With the Covid allowance too, this means that the rider of a horse set to carry top weight of 9st 12lb in a Flat handicap this afternoon will actually tip the scales at 10st 5lb without being flagged as “overweight”. There is, of course, an argument that the relative weight is what matters, and that Horse A is still be giving 2lb to B if that is what their respective handicap marks say it should. But this assumes, for instance, that the relationship between weight carried and a horse’s performance is linear, even as actual burdens increase well beyond 10st.
Dale Gibson, the acting chief executive of the PJA following the recent departure of Paul Struthers, has suggested that there is data – as yet unpublished – which shows that “the 3lb allowance was not affecting results”. Nor is it entirely clear how many jockeys will be seriously affected by the change. How many, for instance, were using saunas on a regular basis in the first place? Was it something that many jockeys resorted to occasionally, or a handful used almost daily?

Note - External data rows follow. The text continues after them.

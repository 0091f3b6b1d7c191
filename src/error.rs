//! Error types and HTTP error response handling.
//!
//! This module defines the application-wide error taxonomy and how each
//! kind is converted into an HTTP response with an appropriate status code
//! and JSON body. Every failure is terminal for its request and returned
//! synchronously; nothing here retries — retry policy belongs to callers.

use axum::{
    Json,
    http::StatusCode,
    response::{IntoResponse, Response},
};
use serde_json::json;

use crate::identity::IdentityError;
use crate::store::StoreError;
use crate::token::TokenError;

/// Application-wide error type.
///
/// # Error Categories
///
/// - **Identity errors**: the external provider rejected the credential, or
///   could not be reached
/// - **Entitlement-state errors**: key missing, unknown, or already
///   consumed — user-correctable
/// - **Credential errors**: a presented session credential failed
///   verification — the caller must re-authorize
/// - **Data errors**: requested resource not registered
/// - **Infrastructure errors**: store unavailable or timed out — the whole
///   request is safe to retry, no partial mutation is left visible
#[derive(Debug, thiserror::Error)]
pub enum AppError {
    /// Request body or parameters are invalid or incomplete.
    ///
    /// Returns HTTP 400 Bad Request.
    #[error("Invalid request")]
    InvalidRequest(String),

    /// The identity provider did not attest a verified account for the
    /// presented credential.
    ///
    /// Returns HTTP 403 Forbidden.
    #[error("Identity verification failed: {0}")]
    IdentityVerificationFailed(String),

    /// The identity provider could not be reached.
    ///
    /// Returns HTTP 503 Service Unavailable.
    #[error("Identity provider unavailable")]
    IdentityProviderUnavailable,

    /// No active session and no license key supplied.
    ///
    /// Returns HTTP 401 Unauthorized, distinguishable so a caller knows to
    /// prompt for a key rather than treat this as a hard denial.
    #[error("License key required")]
    KeyRequired,

    /// Supplied license key does not exist.
    ///
    /// Returns HTTP 403 Forbidden.
    #[error("Invalid license key")]
    InvalidKey,

    /// Supplied license key was already consumed.
    ///
    /// Returns HTTP 403 Forbidden.
    #[error("License key already used")]
    KeyAlreadyUsed,

    /// Requested resource is not in the file registry.
    ///
    /// Returns HTTP 404 Not Found.
    #[error("Resource not found")]
    ResourceNotFound,

    /// Admin token is missing or wrong.
    ///
    /// Returns HTTP 401 Unauthorized.
    #[error("Invalid admin token")]
    InvalidAdminToken,

    /// A session credential failed to issue or verify.
    ///
    /// Returns HTTP 403 Forbidden (400 for issuance-side rejection of an
    /// unencodable account identifier), with the error kind as the code.
    #[error(transparent)]
    Credential(#[from] TokenError),

    /// The entitlement store failed or timed out.
    ///
    /// Returns HTTP 500 / 503; details are hidden from the client.
    #[error(transparent)]
    Store(#[from] StoreError),
}

impl From<IdentityError> for AppError {
    fn from(err: IdentityError) -> Self {
        match err {
            IdentityError::Rejected(reason) => AppError::IdentityVerificationFailed(reason),
            IdentityError::Provider(source) => {
                tracing::error!("Identity provider request failed: {source}");
                AppError::IdentityProviderUnavailable
            }
        }
    }
}

/// Convert AppError into an HTTP response.
///
/// # Response Format
///
/// All errors return JSON in this format:
/// ```json
/// {
///   "error": {
///     "code": "error_kind",
///     "message": "Human-readable error message"
///   }
/// }
/// ```
impl IntoResponse for AppError {
    fn into_response(self) -> Response {
        // Map each error variant to (HTTP status, machine-readable code, message)
        let (status, code, message) = match self {
            AppError::InvalidRequest(ref msg) => {
                (StatusCode::BAD_REQUEST, "invalid_request", msg.clone())
            }
            AppError::IdentityVerificationFailed(_) => (
                StatusCode::FORBIDDEN,
                "identity_verification_failed",
                self.to_string(),
            ),
            AppError::IdentityProviderUnavailable => (
                StatusCode::SERVICE_UNAVAILABLE,
                "identity_provider_unavailable",
                self.to_string(),
            ),
            AppError::KeyRequired => (StatusCode::UNAUTHORIZED, "key_required", self.to_string()),
            AppError::InvalidKey => (StatusCode::FORBIDDEN, "invalid_key", self.to_string()),
            AppError::KeyAlreadyUsed => {
                (StatusCode::FORBIDDEN, "key_already_used", self.to_string())
            }
            AppError::ResourceNotFound => {
                (StatusCode::NOT_FOUND, "resource_not_found", self.to_string())
            }
            AppError::InvalidAdminToken => (
                StatusCode::UNAUTHORIZED,
                "invalid_admin_token",
                self.to_string(),
            ),
            AppError::Credential(kind) => {
                let (status, code) = match kind {
                    TokenError::InvalidAccountId => (StatusCode::BAD_REQUEST, "invalid_account_id"),
                    TokenError::MalformedToken => (StatusCode::FORBIDDEN, "malformed_token"),
                    TokenError::MalformedTimestamp => {
                        (StatusCode::FORBIDDEN, "malformed_timestamp")
                    }
                    TokenError::Expired => (StatusCode::FORBIDDEN, "expired"),
                    TokenError::BadSignature => (StatusCode::FORBIDDEN, "bad_signature"),
                };
                (status, code, kind.to_string())
            }
            AppError::Store(StoreError::Unavailable(ref source)) => {
                tracing::error!("Store operation failed: {source}");
                (
                    StatusCode::INTERNAL_SERVER_ERROR,
                    "store_unavailable",
                    "The entitlement store is unavailable".to_string(),
                )
            }
            AppError::Store(StoreError::Timeout) => (
                StatusCode::SERVICE_UNAVAILABLE,
                "store_timeout",
                "The entitlement store timed out; the request may be retried".to_string(),
            ),
        };

        // Build JSON response body
        let body = Json(json!({
            "error": {
                "code": code,
                "message": message
            }
        }));

        (status, body).into_response()
    }
}
//! HTTP request handlers (route handlers).
//!
//! Each handler is an async function that:
//! 1. Receives HTTP request data (JSON body, URL params, etc.)
//! 2. Performs business logic (engine calls, store queries, validation)
//! 3. Returns HTTP response (JSON, status code)

/// Admin key and session management endpoints
pub mod admin;
/// Authorization endpoint
pub mod authorize;
/// Admin file registry endpoints
pub mod files;
/// Health check endpoint
pub mod health;
/// Entitlement status endpoint
pub mod status;
/// Session credential verification endpoint
pub mod verify;
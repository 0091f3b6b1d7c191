//! Authorization engine - core entitlement lifecycle logic.
//!
//! This service decides, for a given identity plus optional license key and
//! resource selector, whether access is granted, and mints the offline
//! session credential when it is. It also backs the read-only status query
//! and the admin key/session operations.
//!
//! # State Machine
//!
//! 1. Resolve the identity credential to a verified account
//! 2. Resolve the requested resource, if any
//! 3. Grant through a live session, or reclaim an expired one
//! 4. Otherwise require and atomically redeem a license key
//!
//! # Atomicity Guarantees
//!
//! The key flip and session upsert of a redemption execute as one store
//! transaction serialized on the key row; two concurrent redemptions of
//! the same key yield exactly one success. No credential is ever issued
//! for a mutation that did not commit.

use chrono::{DateTime, Duration, Utc};

use crate::{
    app::AppState,
    error::AppError,
    models::license_key::{LicenseKey, STATUS_UNUSED},
    store::RedeemOutcome,
};

/// A successful authorization: the account's current entitlement window
/// plus a freshly minted offline credential.
#[derive(Debug, Clone)]
pub struct AuthorizationGrant {
    /// Verified account identifier
    pub account_id: String,

    /// End of the entitlement window
    pub expires_at: DateTime<Utc>,

    /// Fractional hours left in the window
    pub hours_remaining: f64,

    /// Retrieval locator for the requested resource, when one was selected
    pub resource_url: Option<String>,

    /// Self-contained credential for offline verification
    pub session_token: String,
}

/// Current entitlement state, read without side effects.
#[derive(Debug, Clone)]
pub struct EntitlementReport {
    /// Verified account identifier
    pub account_id: String,

    /// Whether a live entitlement window exists
    pub entitled: bool,

    /// End of the window, when entitled
    pub expires_at: Option<DateTime<Utc>>,

    /// Fractional hours left, when entitled
    pub hours_remaining: Option<f64>,
}

/// Authorize a request and issue a session credential.
///
/// # Process
///
/// 1. Establish the account identity via the external provider
/// 2. Resolve the requested resource against the file registry
/// 3. Grant through a still-active session, issuing a credential for the
///    remaining validity; no store mutation on this path
/// 4. Delete an expired session row (lazy reclamation) and fall through
/// 5. Without a key, fail with `KeyRequired`
/// 6. Atomically redeem the key and grant for its full duration
///
/// # Errors
///
/// - `IdentityVerificationFailed` / `IdentityProviderUnavailable`
/// - `ResourceNotFound`: a specific resource was requested and is not
///   registered — checked before redemption so a bad selector never
///   consumes a key
/// - `KeyRequired`, `InvalidKey`, `KeyAlreadyUsed`
/// - `Store`: infrastructure failure; no partial mutation remains
pub async fn authorize(
    state: &AppState,
    identity_credential: &str,
    token_type: &str,
    license_key: Option<&str>,
    resource: Option<&str>,
) -> Result<AuthorizationGrant, AppError> {
    // Step 1: establish the account identity
    let account_id = state
        .identity
        .verify_identity(identity_credential, token_type)
        .await?;

    // Step 2: resolve the requested resource before any mutation
    let resource_url = match resource {
        Some(name) => Some(
            state
                .store
                .file_entry(name)
                .await?
                .ok_or(AppError::ResourceNotFound)?
                .locator,
        ),
        None => None,
    };

    let now = Utc::now();

    // Step 3: active-session check
    if let Some(session) = state.store.session(&account_id).await? {
        if session.is_active(now) {
            let remaining = session.remaining(now);
            let session_token = state.signer.issue(&account_id, remaining)?;

            return Ok(AuthorizationGrant {
                account_id,
                expires_at: session.expires_at,
                hours_remaining: fractional_hours(remaining),
                resource_url,
                session_token,
            });
        }

        // Expired: reclaim the stale row, then proceed as if absent
        state.store.delete_session(&account_id).await?;
        tracing::info!(account = %account_id, "Reclaimed expired session");
    }

    // Step 4: a license key is required from here on; blank counts as absent
    let key = license_key
        .filter(|k| !k.is_empty())
        .ok_or(AppError::KeyRequired)?;

    // Step 5: atomic redemption - key flip and session upsert land together
    match state.store.redeem_key(key, &account_id, now).await? {
        RedeemOutcome::UnknownKey => Err(AppError::InvalidKey),
        RedeemOutcome::AlreadyUsed => Err(AppError::KeyAlreadyUsed),
        RedeemOutcome::Redeemed(session) => {
            tracing::info!(account = %account_id, "License key redeemed");

            let remaining = session.remaining(now);
            let session_token = state.signer.issue(&account_id, remaining)?;

            Ok(AuthorizationGrant {
                account_id,
                expires_at: session.expires_at,
                hours_remaining: fractional_hours(remaining),
                resource_url,
                session_token,
            })
        }
    }
}

/// Report the account's current entitlement without consuming anything.
///
/// Mirrors the active-session check of [`authorize`] but mutates nothing:
/// an expired session row is reported as no entitlement and left in place
/// for the next Authorize call to reclaim.
pub async fn entitlement_status(
    state: &AppState,
    identity_credential: &str,
    token_type: &str,
) -> Result<EntitlementReport, AppError> {
    let account_id = state
        .identity
        .verify_identity(identity_credential, token_type)
        .await?;

    let now = Utc::now();

    match state.store.session(&account_id).await? {
        Some(session) if session.is_active(now) => Ok(EntitlementReport {
            account_id,
            entitled: true,
            expires_at: Some(session.expires_at),
            hours_remaining: Some(fractional_hours(session.remaining(now))),
        }),
        _ => Ok(EntitlementReport {
            account_id,
            entitled: false,
            expires_at: None,
            hours_remaining: None,
        }),
    }
}

/// Generate and store a fresh license key.
///
/// # Errors
///
/// Returns `InvalidRequest` unless `duration_hours` is positive.
pub async fn create_license_key(
    state: &AppState,
    duration_hours: i32,
) -> Result<LicenseKey, AppError> {
    if duration_hours <= 0 {
        return Err(AppError::InvalidRequest(
            "duration_hours must be positive".to_string(),
        ));
    }

    let key = LicenseKey {
        key: generate_key(),
        status: STATUS_UNUSED.to_string(),
        duration_hours,
        created_at: Utc::now(),
        used_at: None,
        used_by: None,
    };

    state.store.insert_key(&key).await?;
    tracing::info!(duration_hours, "License key created");

    Ok(key)
}

/// Delete an account's session row. Idempotent; reports whether a row
/// existed. Already-issued credentials stay valid until their embedded
/// expiry — revocation only closes the renewal path.
pub async fn revoke_session(state: &AppState, account_id: &str) -> Result<bool, AppError> {
    let existed = state.store.delete_session(account_id).await?;

    if existed {
        tracing::info!(account = %account_id, "Session revoked");
    }

    Ok(existed)
}

/// Fresh high-entropy key identifier: 16 random bytes, hex encoded.
fn generate_key() -> String {
    let bytes: [u8; 16] = rand::random();
    hex::encode(bytes)
}

/// Duration as fractional hours, millisecond precision.
fn fractional_hours(duration: Duration) -> f64 {
    duration.num_milliseconds() as f64 / 3_600_000.0
}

Top weights in Flat handicaps in 2019 – the only full year in which the 3lb allowance was in place – actually had a better strike rate (19%) than in any of the five years from 2015 to 2019, when it was 17.25% overall and ranged from 16.86% to 17.91%, which does not suggest that the unpublished extra poundage has held them back.
In a general sense, though, it seems only fair and right that the gap between published and actual weights should be minimised as much as possible. On the other hand, riders have been getting taller, stronger and therefore heavier for decades and there is no reason to think the trend will stop any time soon. The sport needs several hundred healthy, professional and dedicated jockeys to maintain the punters’ supply of competitive races, many of whom, on the Flat in particular, will be maintaining a body weight from one year to the next that their genes have an issue with.
The latest 2lb is unlikely to be the last, in other words, and when a rider like Kirby – who is at the sharpest end of that daily struggle right now – speaks out, it is probably a good time to listen.